This Current Report on Form 8-K/A is being filed to correct a misstatement about the registrant’s compensation program for non-employee directors as described in Item 5.02 of that certain Current Report on Form 8-K of Valero Energy Corporation dated July 11, 2007 (filed July 17, 2007) (the “Current Report”). The other disclosures in Item 5.02 and all of the disclosures in Item 5.03 of that Current Report are restated below without revision.
Item 5.02 Departure of Directors or Certain Officers; Election of Directors; Appointment of Certain Officers; Compensatory Arrangements of Certain Officers.
Non-Employee Directors.
On July 12, 2007, the board of directors (the “Board”) of Valero Energy Corporation (the “Company” or “Valero”), upon the recommendation of the Compensation Committee of the Board (“Compensation Committee”), revised the compensation structure for non-employee members of the Board.
Under the revised compensation structure, non-employee directors will receive a retainer fee of $75,000 per year (increased from $60,000 per year), plus $2,000 for each Board and committee meeting attended in person (increased from $1,500); the $1,000 fee for each Board and committee meeting attended telephonically was not revised. In addition, under the new structure the director who serves as the designated lead director will receive an additional retainer fee of $20,000 per year. The existing committee chair retainer fees were not changed. Thus, a director who serves as chairperson of the Audit or Compensation Committee will receive a chair retainer of $20,000 annually, and a director who serves as chairperson of a committee other than the Audit or Compensation Committee will receive an annual chair retainer of $10,000.
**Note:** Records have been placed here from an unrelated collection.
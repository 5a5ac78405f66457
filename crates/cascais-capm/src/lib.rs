#![doc = include_str!("../README.md")]
#![doc(issue_tracker_base_url = "https://github.com/factordynamics/cascais/issues/")]
#![cfg_attr(docsrs, feature(doc_cfg, doc_auto_cfg))]
#![warn(missing_docs)]
#![forbid(unsafe_code)]

pub mod annualize;
pub mod error;
pub mod estimate;
pub mod regression;
pub mod returns;
pub mod series;

// Re-export main types
pub use annualize::{AnnualizationMethod, annualize_market_return};
pub use error::{CapmError, EstimateWarning};
pub use estimate::{CapmConfig, CapmEstimate, CapmEstimator};
pub use regression::{RegressionResult, linear_regression};
pub use returns::{PairedReturns, ReturnKind};
pub use series::{AlignedPrices, PricePoint, PriceSeries, align};

/// Version information.
pub const VERSION: &str = env!("CARGO_PKG_VERSION");
use serde_json::Value;
use structopt::StructOpt;
use thiserror::Error;

#[derive(Debug, StructOpt)]
#[structopt(about = "Query a currency exchange service and save rate snapshots as JSON")]
pub struct Opt {
    #[structopt(long = "from", help = "Currency to convert FROM (e.g. USD, EUR, RON, UAH)")]
    pub currency_from: Option<String>,

    #[structopt(long = "to", help = "Currency to convert TO (e.g. USD, EUR, RON, UAH)")]
    pub currency_to: Option<String>,

    #[structopt(long, help = "Date in format YYYY-MM-DD (single-query mode)")]
    pub date: Option<String>,

    #[structopt(long, help = "Start date in format YYYY-MM-DD (batch mode)")]
    pub start_date: Option<String>,

    #[structopt(long, help = "End date in format YYYY-MM-DD (batch mode)")]
    pub end_date: Option<String>,

    #[structopt(long, help = "Number of evenly spaced dates to query (>= 2, batch mode)")]
    pub num_dates: Option<i64>,

    #[structopt(
        long,
        env = "API_BASE_URL",
        default_value = "http://localhost:8080",
        help = "Service base URL"
    )]
    pub base_url: String,

    #[structopt(
        long,
        env = "API_KEY",
        hide_env_values = true,
        default_value = "EXAMPLE_API_KEY",
        help = "API key sent as form field 'key'"
    )]
    pub api_key: String,

    #[structopt(
        long,
        help = "Warn when a date is outside the advised data range 2025-01-01..2025-09-15"
    )]
    pub warn_outside_range: bool,
}

/// What went wrong with one query. `InvalidArgument` is always raised
/// before any network traffic for that query.
#[derive(Debug, Error, PartialEq)]
pub enum FetchError {
    #[error("{0}")]
    InvalidArgument(String),

    #[error("Network error: {0}")]
    Network(String),

    #[error("HTTP error {status}. Details: {details}")]
    Http { status: u16, details: String },

    #[error("{0}")]
    Protocol(String),

    #[error("Service error: {0}")]
    Service(String),

    #[error("{0}")]
    Io(String),
}

pub type FetchResult<T> = Result<T, FetchError>;

/// Performs the actual service call; the pipeline takes it as a value so
/// tests can substitute canned responses.
pub type ServiceCall = fn(url: &str, api_key: &str) -> FetchResult<Value>;
use std::fs::{self, File, OpenOptions};
use std::io::Write;
use std::path::{Path, PathBuf};

use chrono::Local;
use serde_json::Value;

use crate::types::{FetchError, FetchResult};

/*
 * Write one successful envelope to {dir}/{FROM}_{TO}_{DATE}.json,
 * pretty-printed UTF-8 with extended characters left unescaped. The
 * directory is created on first use; querying the same triple again
 * overwrites the file.
 */
pub fn save_envelope(
    dir: &Path,
    from: &str,
    to: &str,
    date_str: &str,
    payload: &Value,
) -> FetchResult<PathBuf> {
    fs::create_dir_all(dir)
        .map_err(|e| FetchError::Io(format!("cannot create {}: {}", dir.display(), e)))?;
    let path = dir.join(format!("{}_{}_{}.json", from, to, date_str));
    let pretty = serde_json::to_string_pretty(payload)
        .map_err(|e| FetchError::Io(format!("cannot serialize payload: {}", e)))?;
    fs::write(&path, pretty)
        .map_err(|e| FetchError::Io(format!("cannot write {}: {}", path.display(), e)))?;
    Ok(path)
}

/*
 * Append-only event log shared by every query in the process: one line
 * per event, "TIMESTAMP [LEVEL] message", echoed to stderr. Constructed
 * once in main and owned by the orchestrator; flush runs on drop as well
 * so shutdown never loses lines.
 */
pub struct Logger {
    file: File,
}

impl Logger {
    pub fn open(path: &Path) -> FetchResult<Logger> {
        let file = OpenOptions::new()
            .create(true)
            .append(true)
            .open(path)
            .map_err(|e| FetchError::Io(format!("cannot open log file {}: {}", path.display(), e)))?;
        Ok(Logger { file })
    }

    pub fn info(&mut self, message: &str) {
        self.write("INFO", message);
    }

    pub fn error(&mut self, message: &str) {
        self.write("ERROR", message);
    }

    fn write(&mut self, level: &str, message: &str) {
        let line = format!(
            "{} [{}] {}",
            Local::now().format("%Y-%m-%d %H:%M:%S%.3f"),
            level,
            message
        );
        eprintln!("{}", line);
        //a log-file write failure must not become a query failure
        let _ = writeln!(self.file, "{}", line);
    }

    pub fn flush(&mut self) {
        let _ = self.file.flush();
    }
}

impl Drop for Logger {
    fn drop(&mut self) {
        self.flush();
    }
}

#[cfg(test)]
mod tests {
    use super::*;
    use serde_json::json;

    #[test]
    fn test_save_envelope_creates_dir_and_pretty_prints() {
        let scratch = tempfile::tempdir().expect("tempdir");
        let out_dir = scratch.path().join("data");
        let payload = json!({
            "error": "",
            "data": {"from": "USD", "to": "EUR", "rate": 1.08, "date": "2025-06-01"}
        });

        let path = save_envelope(&out_dir, "USD", "EUR", "2025-06-01", &payload).unwrap();
        assert!(path.ends_with("USD_EUR_2025-06-01.json"));

        let text = fs::read_to_string(&path).unwrap();
        //pretty printing spreads the envelope over multiple lines
        assert!(text.lines().count() > 1);
        let reread: Value = serde_json::from_str(&text).unwrap();
        assert_eq!(reread, payload);
    }

    #[test]
    fn test_save_envelope_keeps_non_ascii_unescaped() {
        let scratch = tempfile::tempdir().expect("tempdir");
        let payload = json!({"error": "", "data": {"note": "naïve — 1 € ≈ 1.08 $"}});

        let path = save_envelope(scratch.path(), "USD", "EUR", "2025-06-01", &payload).unwrap();
        let text = fs::read_to_string(&path).unwrap();
        assert!(text.contains("naïve — 1 € ≈ 1.08 $"));
        assert!(!text.contains("\\u"));
    }

    #[test]
    fn test_save_envelope_overwrites_same_triple() {
        let scratch = tempfile::tempdir().expect("tempdir");
        let first = json!({"error": "", "data": {"rate": 1.0}});
        let second = json!({"error": "", "data": {"rate": 2.0}});

        save_envelope(scratch.path(), "USD", "EUR", "2025-06-01", &first).unwrap();
        let path = save_envelope(scratch.path(), "USD", "EUR", "2025-06-01", &second).unwrap();

        let reread: Value = serde_json::from_str(&fs::read_to_string(&path).unwrap()).unwrap();
        assert_eq!(reread, second);
    }

    #[test]
    fn test_logger_lines_carry_timestamp_and_level() {
        let scratch = tempfile::tempdir().expect("tempdir");
        let log_path = scratch.path().join("error.log");

        let mut log = Logger::open(&log_path).unwrap();
        log.error("boom");
        log.info("saved one");
        log.flush();

        let text = fs::read_to_string(&log_path).unwrap();
        let lines: Vec<&str> = text.lines().collect();
        assert_eq!(lines.len(), 2);
        assert!(lines[0].ends_with("[ERROR] boom"));
        assert!(lines[1].ends_with("[INFO] saved one"));
        //timestamp prefix: "YYYY-MM-DD HH:MM:SS.mmm"
        assert_eq!(&lines[0][4..5], "-");
        assert_eq!(&lines[0][10..11], " ");
    }

    #[test]
    fn test_logger_appends_across_reopens() {
        let scratch = tempfile::tempdir().expect("tempdir");
        let log_path = scratch.path().join("error.log");

        {
            let mut log = Logger::open(&log_path).unwrap();
            log.error("first run");
        }
        {
            let mut log = Logger::open(&log_path).unwrap();
            log.error("second run");
        }

        let text = fs::read_to_string(&log_path).unwrap();
        assert!(text.contains("first run"));
        assert!(text.contains("second run"));
        assert_eq!(text.lines().count(), 2);
    }
}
The Company’s director compensation structure also includes grants of equity awards to supplement the cash compensation paid to non-employee directors and to increase the directors’ identification with the interests of Valero’s stockholders through ownership of Valero’s common stock, $.01 par value (“Common Stock”). These awards are granted under the Company’s Restricted Stock Plan for Non-Employee Directors (“Director Stock Plan”) and/or its 2005 Omnibus Stock Incentive Plan (the “Omnibus Plan”). Under Valero’s prior compensation structure, each non-employee director received an annual grant of Common Stock valued at $80,000 which vested in equal installments over a three-year period. Under the revised compensation structure, each non-employee director will receive an annual grant of Common Stock valued at $160,000 (“Director Shares”) on the date of Valero’s annual meeting of stockholders. For first-time grants of Director Shares to new a director, the shares will vest (become nonforfeitable) in equal annual installments over a three-year period. For second-time grants, one-third of the Director Shares will vest on the first anniversary of their grant date, and the remaining two-thirds will vest on the second anniversary of their grant date. For third-time grants, and all grants thereafter, 100% of the Director Shares will vest on the first anniversary of their grant date.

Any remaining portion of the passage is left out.